| THE PROBLEM |
Report the count of lines containing the word "Tanh" in these records, with no other text.

-------- RECORDS SUPPLIED

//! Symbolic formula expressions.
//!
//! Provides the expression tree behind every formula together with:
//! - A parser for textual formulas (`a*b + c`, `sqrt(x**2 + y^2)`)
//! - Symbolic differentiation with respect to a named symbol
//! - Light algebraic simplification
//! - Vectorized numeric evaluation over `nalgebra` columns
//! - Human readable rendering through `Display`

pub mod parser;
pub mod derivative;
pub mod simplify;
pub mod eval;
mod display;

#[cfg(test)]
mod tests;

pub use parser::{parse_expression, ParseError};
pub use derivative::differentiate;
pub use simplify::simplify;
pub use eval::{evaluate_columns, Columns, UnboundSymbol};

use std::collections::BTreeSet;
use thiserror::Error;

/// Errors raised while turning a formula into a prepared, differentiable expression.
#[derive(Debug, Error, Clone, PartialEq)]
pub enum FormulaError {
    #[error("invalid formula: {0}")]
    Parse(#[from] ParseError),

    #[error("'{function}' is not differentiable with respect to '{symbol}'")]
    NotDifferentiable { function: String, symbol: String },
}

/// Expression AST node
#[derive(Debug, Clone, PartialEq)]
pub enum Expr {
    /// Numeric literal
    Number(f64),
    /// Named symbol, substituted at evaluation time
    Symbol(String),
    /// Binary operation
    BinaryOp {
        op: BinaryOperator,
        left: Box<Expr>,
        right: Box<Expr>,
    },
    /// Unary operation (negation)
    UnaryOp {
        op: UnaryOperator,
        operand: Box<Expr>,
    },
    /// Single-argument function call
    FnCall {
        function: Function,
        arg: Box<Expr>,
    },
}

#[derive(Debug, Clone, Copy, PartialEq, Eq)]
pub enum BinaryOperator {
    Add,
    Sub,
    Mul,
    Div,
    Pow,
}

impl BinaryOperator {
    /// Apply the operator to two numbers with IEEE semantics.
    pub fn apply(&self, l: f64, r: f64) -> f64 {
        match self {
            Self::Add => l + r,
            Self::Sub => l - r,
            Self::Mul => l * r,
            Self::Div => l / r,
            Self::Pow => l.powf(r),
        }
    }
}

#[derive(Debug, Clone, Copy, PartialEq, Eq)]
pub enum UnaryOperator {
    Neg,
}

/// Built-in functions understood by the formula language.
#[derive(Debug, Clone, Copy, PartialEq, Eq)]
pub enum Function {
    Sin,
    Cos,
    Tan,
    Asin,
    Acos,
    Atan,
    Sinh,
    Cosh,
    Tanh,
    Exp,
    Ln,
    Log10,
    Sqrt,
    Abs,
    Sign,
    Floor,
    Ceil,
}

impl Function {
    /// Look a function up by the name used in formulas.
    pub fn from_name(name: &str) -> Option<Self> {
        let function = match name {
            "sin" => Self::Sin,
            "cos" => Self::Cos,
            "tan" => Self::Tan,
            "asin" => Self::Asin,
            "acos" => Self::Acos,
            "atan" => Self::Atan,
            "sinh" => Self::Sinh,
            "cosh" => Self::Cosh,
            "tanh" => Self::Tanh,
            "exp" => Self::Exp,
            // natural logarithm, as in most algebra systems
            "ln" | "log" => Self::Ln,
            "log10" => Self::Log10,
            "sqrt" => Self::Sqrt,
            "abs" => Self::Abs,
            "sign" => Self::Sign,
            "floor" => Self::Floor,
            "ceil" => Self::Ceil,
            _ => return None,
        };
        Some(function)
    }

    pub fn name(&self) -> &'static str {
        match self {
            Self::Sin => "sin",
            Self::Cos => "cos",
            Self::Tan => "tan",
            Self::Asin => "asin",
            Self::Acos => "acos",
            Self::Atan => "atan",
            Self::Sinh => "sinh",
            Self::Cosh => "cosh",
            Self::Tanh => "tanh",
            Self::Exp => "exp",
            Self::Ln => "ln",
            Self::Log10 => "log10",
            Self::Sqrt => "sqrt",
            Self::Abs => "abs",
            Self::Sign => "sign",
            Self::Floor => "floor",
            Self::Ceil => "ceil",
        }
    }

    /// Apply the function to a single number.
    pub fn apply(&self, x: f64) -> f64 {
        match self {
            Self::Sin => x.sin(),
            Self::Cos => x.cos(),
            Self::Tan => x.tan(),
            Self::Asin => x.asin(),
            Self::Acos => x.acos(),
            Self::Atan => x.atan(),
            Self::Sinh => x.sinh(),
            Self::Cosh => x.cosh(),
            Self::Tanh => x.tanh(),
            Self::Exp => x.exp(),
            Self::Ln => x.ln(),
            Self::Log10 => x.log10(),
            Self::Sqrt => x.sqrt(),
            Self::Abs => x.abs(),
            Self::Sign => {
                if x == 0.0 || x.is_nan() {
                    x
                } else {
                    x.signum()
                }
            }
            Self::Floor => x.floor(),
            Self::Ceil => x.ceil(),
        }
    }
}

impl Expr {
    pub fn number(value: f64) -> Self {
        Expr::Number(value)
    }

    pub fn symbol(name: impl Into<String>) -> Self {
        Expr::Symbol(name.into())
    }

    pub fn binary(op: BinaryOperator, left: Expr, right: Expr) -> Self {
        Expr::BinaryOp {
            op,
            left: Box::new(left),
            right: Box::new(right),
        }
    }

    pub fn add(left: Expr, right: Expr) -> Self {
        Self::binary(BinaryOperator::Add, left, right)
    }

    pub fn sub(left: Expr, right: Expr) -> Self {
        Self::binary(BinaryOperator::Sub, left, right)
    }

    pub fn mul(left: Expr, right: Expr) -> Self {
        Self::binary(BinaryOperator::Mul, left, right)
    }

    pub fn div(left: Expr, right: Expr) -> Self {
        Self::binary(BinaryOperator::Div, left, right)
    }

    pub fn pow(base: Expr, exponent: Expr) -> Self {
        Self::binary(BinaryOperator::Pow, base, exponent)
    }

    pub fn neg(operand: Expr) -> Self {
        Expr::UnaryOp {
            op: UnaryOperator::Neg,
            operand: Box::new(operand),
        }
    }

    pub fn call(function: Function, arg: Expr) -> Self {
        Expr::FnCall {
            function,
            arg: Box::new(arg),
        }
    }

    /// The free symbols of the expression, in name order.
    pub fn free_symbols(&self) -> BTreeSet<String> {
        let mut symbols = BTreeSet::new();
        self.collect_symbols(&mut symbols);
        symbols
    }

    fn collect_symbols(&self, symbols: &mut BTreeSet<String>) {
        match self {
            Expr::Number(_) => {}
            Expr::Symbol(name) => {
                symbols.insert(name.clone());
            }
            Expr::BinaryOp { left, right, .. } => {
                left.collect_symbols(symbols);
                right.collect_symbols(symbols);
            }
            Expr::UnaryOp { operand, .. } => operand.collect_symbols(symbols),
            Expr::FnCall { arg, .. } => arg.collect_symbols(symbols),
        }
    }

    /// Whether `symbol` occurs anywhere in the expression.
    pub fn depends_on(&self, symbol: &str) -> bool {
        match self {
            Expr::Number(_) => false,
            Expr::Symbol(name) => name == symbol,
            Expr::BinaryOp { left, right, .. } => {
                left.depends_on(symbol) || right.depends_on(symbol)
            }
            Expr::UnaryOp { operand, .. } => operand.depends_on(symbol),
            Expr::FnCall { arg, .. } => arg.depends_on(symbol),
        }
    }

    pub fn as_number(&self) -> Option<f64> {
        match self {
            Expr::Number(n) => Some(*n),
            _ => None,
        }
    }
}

----------------

| COMPLETED TASK |
4